Misántropo en saraos

La amistad exige una periódica ofrenda ritual de tiempo inmolado y de silencio abierto en canal

Entre los terrenos nítidos de lo que tenemos que hacer (ir al trabajo a las ocho de la mañana, por ejemplo) y lo que queremos hacer (leer A la sombra de las muchachas en flor en una hamaca), se halla un vasto territorio de recodos y quebradas. No son ni deberes inapelables ni placeres propios. En algunos momentos de maniqueísmo feroz, hemos manifestado nuestro firme propósito de no hacer nada más que nuestra santa voluntad, fuera de aquellas actividades en las que está sometida, esto es, fuera de las indispensables para ganarse la vida o para cumplir con unos compromisos libremente adquiridos. Pero tan sencillo no es.

En estas semanas de agitado pico social, con fiestas, cenas y veladas o solidarias o neocon (privadas, digo) o cooperativas (se paga a escote) por allá o por allí, lo sufro en mis carnes. Mi deseo más profundo es quedarme en casa leyendo o escribiendo otro artículo distinto a éste -tan impuesto por las presentes circunstancias-, en un cuarto con las puertas cerradas, oyendo, amortiguadas, a lo lejos, las dulces voces de mis hijos que juegan solos y sin pelearse con la manguera en el jardín. Prefiero concentrarme a distraerme. Es mi idea de la felicidad.

De la felicidad inalcanzable, para ser más precisos. Acabo yendo a todos (¡a todos!) esos jaleos. Y por una paradoja. Es la caricia que mi mujer valora más: que yo vaya errático por ahí dando palmadas a diestro y siniestro en las espaldas de media humanidad. Misántropo metido en medio de los saraos más ruidosos por amor a la intimidad.

En el matrimonio se promete fidelidad en lo bueno y en lo malo, en la riqueza y en la pobreza, en la salud y en la enfermedad; y un amigo insiste en que lo más duro de la fidelidad es, en realidad, en lo bueno, porque en lo malo la bonhomía nos obliga a no dar la espalda.

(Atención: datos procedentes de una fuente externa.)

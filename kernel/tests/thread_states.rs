// Copyright 2025 The Ember Authors.
//
// Use of this source code is governed by a BSD 3-clause
// license that can be found in the LICENSE file.

//! Audits the state invariants across the registry: exactly one thread
//! runs at a time, sleepers are blocked with a wake tick, ready threads
//! are ready, and a thread with an address space has it activated on
//! every switch and its ticks accounted as user time.

mod common;

use kernel::multitasking::sync::Semaphore;
use kernel::multitasking::thread::{self, AddressSpace, ThreadState};
use kernel::time;
use std::sync::atomic::{AtomicBool, AtomicUsize, Ordering};
use std::sync::Arc;

static STOP: AtomicBool = AtomicBool::new(false);
static DONE: Semaphore = Semaphore::new(0);

/// Records how many times the scheduler activated it.
///
struct TestAddressSpace {
    activations: AtomicUsize,
}

impl AddressSpace for TestAddressSpace {
    fn activate(&self) {
        self.activations.fetch_add(1, Ordering::SeqCst);
    }
}

#[test]
fn state_invariants_hold() {
    common::boot(&[]);

    thread::create("sleeper", thread::PRI_DEFAULT, || {
        time::sleep_until(1_000_000);
    })
    .expect("failed to create thread");

    thread::create("spinner", thread::PRI_DEFAULT, || {
        while !STOP.load(Ordering::SeqCst) {
            thread::yield_now();
        }
        DONE.up();
    })
    .expect("failed to create thread");

    // One trip around the rotation puts the sleeper to bed and
    // leaves the spinner ready.
    thread::yield_now();

    let mut running = 0;
    thread::for_each_thread(|t| match t.name() {
        "main" => {
            assert_eq!(t.status(), ThreadState::Running);
            running += 1;
        }
        "sleeper" => {
            assert_eq!(t.status(), ThreadState::Blocked);
            assert_eq!(t.sleep_endtick(), 1_000_000);
        }
        "spinner" => {
            assert_eq!(t.status(), ThreadState::Ready);
            assert_eq!(t.sleep_endtick(), 0);
        }
        "idle" | "wakeup" => assert_eq!(t.status(), ThreadState::Blocked),
        other => panic!("unexpected thread {:?}", other),
    });
    assert_eq!(running, 1);

    // A thread with an address space: activated on every
    // switch to it, and its ticks are user ticks.
    let space = Arc::new(TestAddressSpace {
        activations: AtomicUsize::new(0),
    });
    thread::create_with_address_space("user", thread::PRI_DEFAULT, space.clone(), || {
        for _ in 0..5 {
            time::interrupt();
        }
        DONE.up();
    })
    .expect("failed to create thread");

    DONE.down();

    assert!(space.activations.load(Ordering::SeqCst) >= 1);
    let stats = thread::stats();
    assert_eq!(stats.user_ticks, 5);
    assert_eq!(stats.idle_ticks, 0);
    assert_eq!(stats.kernel_ticks, 0);

    STOP.store(true, Ordering::SeqCst);
    DONE.down();
}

La paradoja es preciosa, y donde yo la veo más clara es, uf, en las fiestas.

Para acabar con otra vuelta de tuerca, uno regresa a casa reconociendo que hizo bien en salir. Una cosa es querer quedarse en casa y otra, asumir una vida sin amigos, que son, como advertía Aristóteles, quizá para conjurar su propia misantropía, lo mejor de la vida; y que requieren su periódica ofrenda ritual de tiempo inmolado y de silencio abierto en canal. Todavía más: en el último momento, ya llegando a casa, se alcanza la apoteosis del anonadamiento cuando uno tiene que admitir, humillado, que, encima, lo pasó de miedo.